How do I know it's the positive branch

[thomas49th]

dy/dx = (4x - y)/(x + 2y)

for y(0) = 1

As not seperable us y = vx where v is a funciton of x method.

If you follow it through you'll get y as a quadratic. According to the answer scheme, I should take the +ve square root because of y(0) = 1... why? Why can I discard the -ve square root.

Thanks
Thomas

 

[Mark44]

dy/dx = (4x - y)/(x + 2y)

for y(0) = 1

As not seperable us y = vx where v is a funciton of x method.

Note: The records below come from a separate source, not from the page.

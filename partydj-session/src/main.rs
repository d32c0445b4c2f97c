//! partydj-session - Party session engine
//!
//! Serves the session HTTP API and SSE event streams. Configuration comes
//! from a TOML file (optional) plus `PARTYDJ_*` environment overrides for
//! credentials.

use std::net::SocketAddr;
use std::path::PathBuf;
use std::sync::Arc;

use anyhow::{Context, Result};
use clap::Parser;
use partydj_common::config::ConfigFileResolver;
use partydj_common::events::EventBus;
use tokio::signal;
use tracing::info;
use tracing_subscriber::{layer::SubscriberExt, util::SubscriberInitExt};

use partydj_session::broadcast::{BroadcastGateway, PresenceSigner};
use partydj_session::catalog::SpotifyProvider;
use partydj_session::config::Config;
use partydj_session::llm::OpenAiClient;
use partydj_session::orchestrator::{OrchestratorParts, SessionOrchestrator};
use partydj_session::prompt::PlaylistSettings;
use partydj_session::store::{init_schema, SessionStore, SqliteKvStore, SqlitePartyStore};
use partydj_session::tokens::BpeEncoder;
use partydj_session::AppState;

/// Command-line arguments for partydj-session
#[derive(Parser, Debug)]
#[command(name = "partydj-session")]
#[command(about = "Party session engine for PartyDJ")]
#[command(version)]
struct Args {
    /// Config file (TOML)
    #[arg(short, long)]
    config: Option<PathBuf>,

    /// Port to listen on (overrides config)
    #[arg(short, long, env = "PARTYDJ_SESSION_PORT")]
    port: Option<u16>,

    /// Database file (overrides config)
    #[arg(short, long, env = "PARTYDJ_DATABASE")]
    database: Option<PathBuf>,
}

#[tokio::main]
async fn main() -> Result<()> {
    let args = Args::parse();

    let config_path = ConfigFileResolver::new("session").resolve(args.config.as_deref());
    let mut config = Config::load(config_path.as_deref()).context("Failed to load configuration")?;
    if let Some(port) = args.port {
        config.server.port = port;
    }
    if let Some(database) = args.database {
        config.database.path = Some(database);
    }

    tracing_subscriber::registry()
        .with(
            tracing_subscriber::EnvFilter::try_from_default_env().unwrap_or_else(|_| {
                format!(
                    "partydj_session={level},partydj_common={level},tower_http=debug",
                    level = config.logging.level
                )
                .into()
            }),
        )
        .with(tracing_subscriber::fmt::layer())
        .init();

    info!("Starting partydj-session {}", env!("CARGO_PKG_VERSION"));

    config.validate().context("Invalid configuration")?;

    let encoder = Arc::new(BpeEncoder::for_model(&config.openai.model).context("Failed to load tokenizer")?);
    let settings = PlaylistSettings::from_config(&config, encoder.as_ref())
        .context("Failed to derive token budget")?;

    let db_path = config.database_path();
    info!("Database: {}", db_path.display());
    let pool = partydj_common::db::init_database_pool(&db_path).await?;
    init_schema(&pool).await?;

    let parties = Arc::new(SqlitePartyStore::new(pool.clone()));
    let sessions = SessionStore::new(Arc::new(SqliteKvStore::new(pool)));

    let (app_key, app_secret) = match (&config.broadcast.app_key, &config.broadcast.app_secret) {
        (Some(key), Some(secret)) => (key.clone(), secret.clone()),
        _ => anyhow::bail!("Broadcast credentials are not configured"),
    };
    let gateway = BroadcastGateway::new(
        EventBus::new(config.broadcast.event_capacity),
        PresenceSigner::new(app_key, app_secret),
        parties.clone(),
    );

    let llm = Arc::new(OpenAiClient::new(&config.openai).context("Failed to create language model client")?);
    let catalog = Arc::new(
        SpotifyProvider::new(&config.spotify, parties.clone()).context("Failed to create catalog client")?,
    );

    let orchestrator = SessionOrchestrator::new(OrchestratorParts {
        parties,
        sessions,
        gateway,
        llm,
        catalog,
        encoder,
        settings: Arc::new(settings),
        playback: config.playback.clone(),
    });
    let app = partydj_session::build_router(AppState::new(Arc::new(orchestrator)));

    let ip = config
        .server
        .bind
        .parse::<std::net::IpAddr>()
        .with_context(|| format!("Invalid bind address: {}", config.server.bind))?;
    let addr = SocketAddr::new(ip, config.server.port);
    let listener = tokio::net::TcpListener::bind(addr)
        .await
        .context("Failed to bind to address")?;
    info!("Listening on http://{}", addr);
    info!("Health check: http://{}/health", addr);

    axum::serve(listener, app)
        .with_graceful_shutdown(shutdown_signal())
        .await
        .context("Server error")?;

    info!("Server shutdown complete");
    Ok(())
}

/// Resolves on Ctrl+C or SIGTERM
async fn shutdown_signal() {
    let ctrl_c = async {
        if let Err(e) = signal::ctrl_c().await {
            tracing::error!("Failed to install Ctrl+C handler: {}", e);
            std::future::pending::<()>().await;
        }
    };

    #[cfg(unix)]
    let terminate = async {
        match signal::unix::signal(signal::unix::SignalKind::terminate()) {
            Ok(mut sigterm) => {
                sigterm.recv().await;
            }
            Err(e) => {
                tracing::error!("Failed to install SIGTERM handler: {}", e);
                std::future::pending::<()>().await;
            }
        }
    };

    #[cfg(not(unix))]
    let terminate = std::future::pending::<()>();

    tokio::select! {
        _ = ctrl_c => {
            info!("Received Ctrl+C, shutting down");
        },
        _ = terminate => {
            info!("Received terminate signal, shutting down");
        },
    }
}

If you follow it through you'll get y as a quadratic. According to the answer scheme, I should take the +ve square root because of y(0) = 1... why? Why can I discard the -ve square root.

Thanks
Thomas

Your solution is defined in some interval around x = 0. Since y(0) = 1, y(x) for x near 0 should be close to 1, hence positive.

 

[thomas49th]

Sorry I don't follow. The only link I see if 1 is +ve... If y(0) = -1 would I choose -ve branch? Simply because -1 is negative?

 

[vela]

Yeah, you can't satisfy the initial condition (in the original problem) if you choose the negative solution.

 

[thomas49th]

Yeah, you can't satisfy the initial condition (in the original problem) if you choose the negative solution.

Hmmm. I set up an equation where 1 equalled the quadratic formulae with the negative branch. If you work through it, you find the discrement is < 0, therefore meaning no real solutions. Is what you mean by no being able to satisfy the initial condition... no real solutions?

However, from the answer sheet, it seems they did it intuitively... how?

Thanks
Thomas

 

[Mark44]

Hmmm. I set up an equation where 1 equalled the quadratic formulae with the negative branch. If you work through it, you find the discrement is < 0, therefore meaning no real solutions. Is what you mean by no being able to satisfy the initial condition... no real solutions?

This doesn't have anything to do with the quadratic formula or the discriminant. When you were finding a solution, you had two choices for y - a positive square root or a negative square root. The one to choose is determined by the initial condition. Since y(0) = 1 is a positive number, choose the positive root.

If the initial condition had been y(0) = -2, you should have chosen the negative root.

That's all there is to it.

However, from the answer sheet, it seems they did it intuitively... how?

Thanks
Thomas